During the CSDA promoted formation process of mesoporous silicas, the primary supramolecular structure of the cylinder micelles can be precisely memorized by the array of CSDA functional groups as an imprinting due to the pairing effect of electrostatic interaction [17], which provides an access to study the structural details of chiral molecular stacking in the cylinder micelles by involving well detectable molecular probes. Herein, a small ion, Cu2+, and a large conjugated discotic molecule, TPPS, were introduced to the extracted chiral mesoporous silica ribbons and rods. After loaded with Cu2+or TPPS, both antipodal ribbons and rods reveal mirror-image DRCD spectra (Figs. 1b and c). However, the C14-L-Ala-ribbon@Cu2+ complexes showed a positive Cotton effect around 230 nm (Fig. 1b, solid black line), indicating the Cu2+ ions were right-handed helically stacked in the mesoporous channels. On the contrary, the C14-L-Ala-rod@Cu2+ complexes exhibited absolutely a negative Cotton effect (Fig. 1b, solid red line) corresponding to a left-handed stacking of Cu2+. In a similar vein, the C14-L-Ala-ribbon@TPPS and C14-L-Ala-rod@TPPS, which are from the same amphiphile showed completely opposite Cotton effects in the Soret band of TPPS (Fig. 1c, solid lines), indicating the TPPS molecules were also opposite helically stacked in the mesoporous channels. The weaker intensity in rods might be attributed to the lower enantiomeric excess. The experimental data of calcined ribbons and rods loading with Cu2+ (Fig. S5 in Supporting information) and chiral mesostructured porphyrinsilica hybrid [18] indicate that the CD signals originated from Cu2+ and TPPS chiral stacking rather than chiral surrounding.

As to track the evolution of chiral assemblies of amphiphiles and the differentiation for the growth of chiral mesoporous silica ribbons and rods, the SEM, XRD and DRCD of the products formed at 0 ℃ and 20 ℃, were monitored as a function of the reaction time. It can be seen that the freeze-dried initial organic gels showed similar sheet-like morphologies. Whereas morphologies of the products were quite different after adding silica precursors. Meanwhile, DRCD signal (Fig. 2a) of organic gel with an exciton couplet centered at 215 nm faded away. At 0 ℃, twisted ribbons were initially formed and gradually grew and coiled into tubular helical ribbons (Figs. S6 and S7 in Supporting information). The DRCD spectra of these products (Fig. 2b) show that the exciton couplet decreased and a new Cotton effect at around 210 nm increased gradually with the same chiral sense to the exciton couplet, indicating that the chiral assembly structure of amphiphiles has been transformed but the chiral orientation maintained. At 20 ℃, however, the lamellar sheets were quickly dissolved and completely converted into twisted hexagonal rods in 20 min (Figs. S6 and S7).
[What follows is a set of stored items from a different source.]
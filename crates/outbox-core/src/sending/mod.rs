//! Sending-state observation.
//!
//! Turns the draft state store's snapshots into the sending outcomes a user
//! should hear about, and lets the consumer confirm them once shown.

mod observer;
mod status;

pub use observer::ObserveSendingDraftStates;
pub use status::{
    ConfirmSendingStatus, MessageSendingStatus, ObserveSendingStatus, SendingStatusUpdate,
};
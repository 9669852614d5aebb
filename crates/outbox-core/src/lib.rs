//! # outbox-core
//!
//! Draft sending-state tracking for the `Outbox` email client.
//!
//! This crate provides:
//! - Draft sync state models
//! - The draft state store contract, with in-memory and `SQLite` stores
//! - **Sending-state observation** - a filtered, de-duplicated view of drafts
//!   that just finished sending or failed to send
//! - **Sending status** - the single outcome a user interface surfaces, and
//!   its confirmation
//!
//! ## Example
//!
//! ```ignore
//! use std::sync::Arc;
//! use futures::StreamExt;
//! use outbox_core::{InMemoryDraftStateRepository, ObserveSendingDraftStates, UserId};
//!
//! let repository = Arc::new(InMemoryDraftStateRepository::new());
//! let observe = ObserveSendingDraftStates::new(repository);
//! let mut states = observe.observe(&UserId::new("user"));
//! while let Some(sent_or_failed) = states.next().await {
//!     println!("{:?}", sent_or_failed?);
//! }
//! ```

#![warn(missing_docs)]
#![warn(clippy::all)]
#![warn(clippy::pedantic)]
#![forbid(unsafe_code)]

pub mod draft;
mod error;
pub mod sending;
pub mod stream;

pub use draft::{
    DraftAction, DraftId, DraftState, DraftStateRepository, DraftSyncState,
    InMemoryDraftStateRepository, SendingError, SqliteDraftStateRepository, UserId,
};
pub use error::{Error, Result};
pub use sending::{
    ConfirmSendingStatus, MessageSendingStatus, ObserveSendingDraftStates, ObserveSendingStatus,
    SendingStatusUpdate,
};
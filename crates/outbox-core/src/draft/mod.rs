//! Draft synchronization state tracking.
//!
//! This module defines the draft state model, the store contract every
//! observer reads from, and two stores: an in-memory one and a durable
//! `SQLite` one.

mod memory;
mod model;
mod repository;
mod sqlite;

pub use memory::InMemoryDraftStateRepository;
pub use model::{DraftAction, DraftId, DraftState, DraftSyncState, SendingError, UserId};
pub use repository::DraftStateRepository;
pub use sqlite::{DEFAULT_POLL_INTERVAL, SqliteDraftStateRepository};
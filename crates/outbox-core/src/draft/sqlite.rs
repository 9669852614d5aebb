//! Draft state storage backed by `SQLite`.

use std::future;
use std::path::Path;
use std::time::Duration;

use futures::StreamExt;
use futures::stream::{self, BoxStream};
use sqlx::Row;
use sqlx::sqlite::{SqliteConnectOptions, SqlitePool, SqlitePoolOptions, SqliteRow};
use tokio::sync::watch;
use tokio_stream::wrappers::WatchStream;
use tracing::debug;

use super::model::{DraftAction, DraftId, DraftState, DraftSyncState, SendingError, UserId};
use super::repository::DraftStateRepository;
use crate::{Error, Result};

/// How often observers re-read the database for writes made by other handles.
pub const DEFAULT_POLL_INTERVAL: Duration = Duration::from_secs(1);

/// What made an observer re-read the database.
#[derive(Debug, Clone, Copy, PartialEq, Eq)]
enum Trigger {
    /// A write through this handle.
    Write,
    /// The poll timer, for writes through other handles or processes.
    Poll,
}

/// Durable draft state store.
///
/// Every write bumps a change counter published through a `watch` channel;
/// observers re-read the user's drafts whenever it moves. Writes made through
/// another handle on the same file are picked up by polling, and a polled
/// snapshot is only emitted when it differs from the previous one.
pub struct SqliteDraftStateRepository {
    pool: SqlitePool,
    changes: watch::Sender<u64>,
    poll_interval: Duration,
}

impl SqliteDraftStateRepository {
    /// Create a new repository with the given database path.
    ///
    /// Creates the database and tables if they don't exist.
    ///
    /// # Errors
    ///
    /// Returns an error if the database connection fails or schema creation fails.
    pub async fn new(database_path: &Path) -> Result<Self> {
        let options = SqliteConnectOptions::new()
            .filename(database_path)
            .create_if_missing(true);
        let pool = SqlitePoolOptions::new()
            .max_connections(5)
            .connect_with(options)
            .await?;

        Self::with_pool(pool).await
    }

    /// Create an in-memory repository for testing.
    ///
    /// # Errors
    ///
    /// Returns an error if the database connection fails or schema creation fails.
    pub async fn in_memory() -> Result<Self> {
        let pool = SqlitePoolOptions::new()
            .max_connections(1)
            .connect("sqlite::memory:")
            .await?;

        Self::with_pool(pool).await
    }

    /// Set how often observers poll for writes made outside this handle.
    #[must_use]
    pub const fn with_poll_interval(mut self, poll_interval: Duration) -> Self {
        self.poll_interval = poll_interval;
        self
    }

    async fn with_pool(pool: SqlitePool) -> Result<Self> {
        let (changes, _) = watch::channel(0);
        let repo = Self {
            pool,
            changes,
            poll_interval: DEFAULT_POLL_INTERVAL,
        };
        repo.initialize().await?;
        Ok(repo)
    }

    /// Initialize database schema.
    async fn initialize(&self) -> Result<()> {
        sqlx::query(
            r"
            CREATE TABLE IF NOT EXISTS draft_states (
                id INTEGER PRIMARY KEY AUTOINCREMENT,
                user_id TEXT NOT NULL,
                draft_id TEXT NOT NULL,
                api_message_id TEXT,
                state TEXT NOT NULL DEFAULT 'local',
                action TEXT NOT NULL DEFAULT 'compose',
                action_parent_id TEXT,
                sending_error TEXT,
                sending_status_confirmed INTEGER NOT NULL DEFAULT 0,
                UNIQUE(user_id, draft_id)
            )
            ",
        )
        .execute(&self.pool)
        .await?;

        Ok(())
    }

    /// Wake every observer.
    fn notify(&self) {
        self.changes
            .send_modify(|version| *version = version.wrapping_add(1));
    }

    /// Fetch every draft state of a user, in insertion order.
    async fn fetch_all(pool: &SqlitePool, user_id: &UserId) -> Result<Vec<DraftState>> {
        let rows = sqlx::query(
            r"
            SELECT user_id, draft_id, api_message_id, state, action, action_parent_id,
                   sending_error, sending_status_confirmed
            FROM draft_states
            WHERE user_id = ?
            ORDER BY id ASC
            ",
        )
        .bind(user_id.as_str())
        .fetch_all(pool)
        .await?;

        rows.iter().map(row_to_state).collect()
    }

    fn not_found(user_id: &UserId, draft_id: &DraftId) -> Error {
        Error::DraftNotFound {
            user_id: user_id.clone(),
            draft_id: draft_id.clone(),
        }
    }
}

impl DraftStateRepository for SqliteDraftStateRepository {
    fn observe_all(&self, user_id: &UserId) -> BoxStream<'static, Result<Vec<DraftState>>> {
        debug!("Observing stored draft states of user {user_id}");
        let pool = self.pool.clone();
        let user_id = user_id.clone();
        let poll_interval = self.poll_interval;

        let writes = WatchStream::new(self.changes.subscribe()).map(|_| Trigger::Write);
        // Timer is created on first poll, inside the consumer's runtime
        let polls = stream::unfold((), move |()| async move {
            tokio::time::sleep(poll_interval).await;
            Some((Trigger::Poll, ()))
        });

        stream::select(writes, polls)
            .then(move |trigger| {
                let pool = pool.clone();
                let user_id = user_id.clone();
                async move { (trigger, Self::fetch_all(&pool, &user_id).await) }
            })
            .scan(None::<Vec<DraftState>>, |last, (trigger, snapshot)| {
                let passed = match snapshot {
                    Ok(states) if trigger == Trigger::Poll && last.as_ref() == Some(&states) => {
                        None
                    }
                    Ok(states) => {
                        *last = Some(states.clone());
                        Some(Ok(states))
                    }
                    Err(e) => Some(Err(e)),
                };
                future::ready(Some(passed))
            })
            .filter_map(future::ready)
            .boxed()
    }

    async fn upsert(&self, state: DraftState) -> Result<()> {
        let sending_error = state
            .sending_error
            .as_ref()
            .map(serde_json::to_string)
            .transpose()?;

        sqlx::query(
            r"
            INSERT INTO draft_states
                (user_id, draft_id, api_message_id, state, action, action_parent_id,
                 sending_error, sending_status_confirmed)
            VALUES (?, ?, ?, ?, ?, ?, ?, ?)
            ON CONFLICT(user_id, draft_id) DO UPDATE SET
                api_message_id = excluded.api_message_id,
                state = excluded.state,
                action = excluded.action,
                action_parent_id = excluded.action_parent_id,
                sending_error = excluded.sending_error,
                sending_status_confirmed = excluded.sending_status_confirmed
            ",
        )
        .bind(state.user_id.as_str())
        .bind(state.draft_id.as_str())
        .bind(state.api_message_id.as_deref())
        .bind(state.state.as_str())
        .bind(state.action.kind())
        .bind(state.action.parent().map(DraftId::as_str))
        .bind(sending_error)
        .bind(state.sending_status_confirmed)
        .execute(&self.pool)
        .await?;

        debug!(
            "Stored draft {} of user {} as {}",
            state.draft_id,
            state.user_id,
            state.state.as_str()
        );
        self.notify();
        Ok(())
    }

    async fn update_sync_state(
        &self,
        user_id: &UserId,
        draft_id: &DraftId,
        state: DraftSyncState,
    ) -> Result<()> {
        let result = sqlx::query(
            r"
            UPDATE draft_states SET
                state = ?1,
                sending_error = CASE WHEN ?1 = 'error_sending' THEN sending_error ELSE NULL END,
                sending_status_confirmed =
                    CASE WHEN ?1 = 'sending' THEN 0 ELSE sending_status_confirmed END
            WHERE user_id = ?2 AND draft_id = ?3
            ",
        )
        .bind(state.as_str())
        .bind(user_id.as_str())
        .bind(draft_id.as_str())
        .execute(&self.pool)
        .await?;

        if result.rows_affected() == 0 {
            return Err(Self::not_found(user_id, draft_id));
        }

        debug!("Draft {draft_id} of user {user_id} is now {}", state.as_str());
        self.notify();
        Ok(())
    }

    async fn update_sending_error(
        &self,
        user_id: &UserId,
        draft_id: &DraftId,
        error: SendingError,
    ) -> Result<()> {
        let json = serde_json::to_string(&error)?;

        let result = sqlx::query(
            r"
            UPDATE draft_states SET state = ?, sending_error = ?
            WHERE user_id = ? AND draft_id = ?
            ",
        )
        .bind(DraftSyncState::ErrorSending.as_str())
        .bind(json)
        .bind(user_id.as_str())
        .bind(draft_id.as_str())
        .execute(&self.pool)
        .await?;

        if result.rows_affected() == 0 {
            return Err(Self::not_found(user_id, draft_id));
        }

        debug!("Draft {draft_id} of user {user_id} failed to send: {error:?}");
        self.notify();
        Ok(())
    }

    async fn confirm_sending_status(&self, user_id: &UserId, draft_ids: &[DraftId]) -> Result<()> {
        let mut tx = self.pool.begin().await?;
        let mut confirmed = 0;

        for draft_id in draft_ids {
            let result = sqlx::query(
                r"
                UPDATE draft_states SET sending_status_confirmed = 1
                WHERE user_id = ? AND draft_id = ?
                  AND state IN ('sent', 'error_sending')
                  AND sending_status_confirmed = 0
                ",
            )
            .bind(user_id.as_str())
            .bind(draft_id.as_str())
            .execute(&mut *tx)
            .await?;
            confirmed += result.rows_affected();
        }

        tx.commit().await?;

        if confirmed > 0 {
            debug!("Confirmed sending status of {confirmed} draft(s) for user {user_id}");
            self.notify();
        }
        Ok(())
    }

    async fn delete(&self, user_id: &UserId, draft_id: &DraftId) -> Result<()> {
        let result = sqlx::query(
            r"
            DELETE FROM draft_states
            WHERE user_id = ? AND draft_id = ?
            ",
        )
        .bind(user_id.as_str())
        .bind(draft_id.as_str())
        .execute(&self.pool)
        .await?;

        if result.rows_affected() > 0 {
            self.notify();
        }
        Ok(())
    }
}

/// Convert a database row to a `DraftState`.
fn row_to_state(row: &SqliteRow) -> Result<DraftState> {
    let state: String = row.get("state");
    let state = DraftSyncState::parse(&state)
        .ok_or_else(|| Error::Decode(format!("unknown draft sync state '{state}'")))?;

    let kind: String = row.get("action");
    let parent: Option<String> = row.get("action_parent_id");
    let action = DraftAction::from_parts(&kind, parent.map(DraftId))
        .ok_or_else(|| Error::Decode(format!("invalid draft action '{kind}'")))?;

    let sending_error = row
        .get::<Option<String>, _>("sending_error")
        .map(|json| serde_json::from_str(&json))
        .transpose()?;

    Ok(DraftState {
        user_id: UserId(row.get("user_id")),
        draft_id: DraftId(row.get("draft_id")),
        api_message_id: row.get("api_message_id"),
        state,
        action,
        sending_error,
        sending_status_confirmed: row.get("sending_status_confirmed"),
    })
}
//! Integration tests for sending-state observation.
//!
//! These tests drive the observer with a scripted store that replays a fixed
//! sequence of snapshots, so every upstream emission is seen exactly once.

#![allow(clippy::unwrap_used)]

use std::sync::Arc;

use futures::StreamExt;
use futures::stream::{self, BoxStream};
use proptest::prelude::*;

use outbox_core::{
    DraftAction, DraftId, DraftState, DraftStateRepository, DraftSyncState, Error,
    ObserveSendingDraftStates, SendingError, UserId,
};

/// Store replaying a fixed list of snapshots, optionally failing at one index.
struct ScriptedRepository {
    script: Vec<Vec<DraftState>>,
    fail_at: Option<usize>,
}

impl ScriptedRepository {
    fn new(script: Vec<Vec<DraftState>>) -> Self {
        Self {
            script,
            fail_at: None,
        }
    }
}

impl DraftStateRepository for ScriptedRepository {
    fn observe_all(
        &self,
        _user_id: &UserId,
    ) -> BoxStream<'static, outbox_core::Result<Vec<DraftState>>> {
        let fail_at = self.fail_at;
        let items: Vec<_> = self
            .script
            .iter()
            .cloned()
            .enumerate()
            .map(|(index, snapshot)| {
                if Some(index) == fail_at {
                    Err(Error::Decode("store unavailable".into()))
                } else {
                    Ok(snapshot)
                }
            })
            .collect();
        stream::iter(items).boxed()
    }

    async fn upsert(&self, _state: DraftState) -> outbox_core::Result<()> {
        Ok(())
    }

    async fn update_sync_state(
        &self,
        _user_id: &UserId,
        _draft_id: &DraftId,
        _state: DraftSyncState,
    ) -> outbox_core::Result<()> {
        Ok(())
    }

    async fn update_sending_error(
        &self,
        _user_id: &UserId,
        _draft_id: &DraftId,
        _error: SendingError,
    ) -> outbox_core::Result<()> {
        Ok(())
    }

    async fn confirm_sending_status(
        &self,
        _user_id: &UserId,
        _draft_ids: &[DraftId],
    ) -> outbox_core::Result<()> {
        Ok(())
    }

    async fn delete(&self, _user_id: &UserId, _draft_id: &DraftId) -> outbox_core::Result<()> {
        Ok(())
    }
}

fn draft(id: &str, state: DraftSyncState) -> DraftState {
    DraftState::new(UserId::new("alice"), DraftId::new(id), DraftAction::Compose).with_state(state)
}

async fn observe_all(repo: ScriptedRepository) -> Vec<outbox_core::Result<Vec<DraftState>>> {
    let observe = ObserveSendingDraftStates::new(Arc::new(repo));
    observe.observe(&UserId::new("alice")).collect().await
}

async fn observe_ok(repo: ScriptedRepository) -> Vec<Vec<DraftState>> {
    observe_all(repo)
        .await
        .into_iter()
        .map(|emission| emission.unwrap())
        .collect()
}

#[tokio::test]
async fn test_no_outcome_emits_empty_once() {
    let repo = ScriptedRepository::new(vec![
        vec![draft("a", DraftSyncState::Local)],
        vec![
            draft("a", DraftSyncState::Synchronized),
            draft("b", DraftSyncState::Sending),
        ],
        vec![draft("a", DraftSyncState::ErrorUploadAttachments)],
    ]);

    assert_eq!(observe_ok(repo).await, vec![Vec::<DraftState>::new()]);
}

#[tokio::test]
async fn test_pending_then_sent_then_identical() {
    let repo = ScriptedRepository::new(vec![
        vec![draft("a", DraftSyncState::Local)],
        vec![draft("a", DraftSyncState::Sent)],
        vec![draft("a", DraftSyncState::Sent)],
    ]);

    assert_eq!(
        observe_ok(repo).await,
        vec![vec![], vec![draft("a", DraftSyncState::Sent)]]
    );
}

#[tokio::test]
async fn test_keeps_upstream_order() {
    let repo = ScriptedRepository::new(vec![vec![
        draft("a", DraftSyncState::Sent),
        draft("c", DraftSyncState::Local),
        draft("b", DraftSyncState::ErrorSending),
    ]]);

    assert_eq!(
        observe_ok(repo).await,
        vec![vec![
            draft("a", DraftSyncState::Sent),
            draft("b", DraftSyncState::ErrorSending)
        ]]
    );
}

#[tokio::test]
async fn test_non_empty_to_empty_is_emitted() {
    let repo = ScriptedRepository::new(vec![
        vec![draft("a", DraftSyncState::ErrorSending)],
        vec![draft("a", DraftSyncState::Sending)],
        vec![draft("a", DraftSyncState::Sending)],
    ]);

    assert_eq!(
        observe_ok(repo).await,
        vec![vec![draft("a", DraftSyncState::ErrorSending)], vec![]]
    );
}

#[tokio::test]
async fn test_structural_equality_covers_every_field() {
    let mut failed_again = draft("a", DraftSyncState::ErrorSending);
    failed_again.sending_error = Some(SendingError::Other("timeout".into()));

    let repo = ScriptedRepository::new(vec![
        vec![draft("a", DraftSyncState::ErrorSending)],
        vec![failed_again.clone()],
    ]);

    assert_eq!(
        observe_ok(repo).await,
        vec![vec![draft("a", DraftSyncState::ErrorSending)], vec![failed_again]]
    );
}

#[tokio::test]
async fn test_store_errors_pass_through() {
    let mut repo = ScriptedRepository::new(vec![
        vec![draft("a", DraftSyncState::Sent)],
        vec![],
        vec![draft("a", DraftSyncState::Sent)],
        vec![],
    ]);
    repo.fail_at = Some(1);

    let emissions = observe_all(repo).await;

    assert_eq!(emissions.len(), 3);
    assert_eq!(
        emissions[0].as_ref().unwrap(),
        &vec![draft("a", DraftSyncState::Sent)]
    );
    assert!(matches!(emissions[1], Err(Error::Decode(_))));
    assert!(emissions[2].as_ref().unwrap().is_empty());
}

fn arb_state() -> impl Strategy<Value = DraftSyncState> {
    prop::sample::select(DraftSyncState::ALL.to_vec())
}

fn arb_snapshot() -> impl Strategy<Value = Vec<DraftState>> {
    prop::collection::vec(arb_state(), 0..4).prop_map(|states| {
        states
            .into_iter()
            .enumerate()
            .map(|(index, state)| draft(&format!("draft-{index}"), state))
            .collect()
    })
}

proptest! {
    #[test]
    fn prop_emissions_are_filtered_and_distinct(
        script in prop::collection::vec(arb_snapshot(), 0..12)
    ) {
        let mut expected: Vec<Vec<DraftState>> = Vec::new();
        for snapshot in &script {
            let filtered: Vec<_> = snapshot
                .iter()
                .filter(|state| state.state.is_sending_outcome())
                .cloned()
                .collect();
            if expected.last() != Some(&filtered) {
                expected.push(filtered);
            }
        }

        let emitted = tokio_test::block_on(observe_ok(ScriptedRepository::new(script)));

        prop_assert_eq!(&emitted, &expected);
        prop_assert!(emitted.windows(2).all(|pair| pair[0] != pair[1]));
        prop_assert!(emitted
            .iter()
            .flatten()
            .all(|state| state.state.is_sending_outcome()));
    }
}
Shown as Fig. 2c, the exciton couplet decreased and a Cotton effect at around 210 nm increased but with opposite chirality to the signals of the final sample formed at 0 ℃, exhibiting a transformation amphiphiles assembled structures and inversion of chirality. It seemed that, during the transformation from lamellar structures in the organic gels to cylinder micelles in the mesoporous silicas, the exiton couplet between adjacent amphiphiles decreased, and the Cotton Effect of helical molecular stacking of amphiphiles were emerged. In the process, amphiphiles maintained the same helical orientation to the organic gels at 0 ℃, while rearranged into opposite orientation at 20 ℃.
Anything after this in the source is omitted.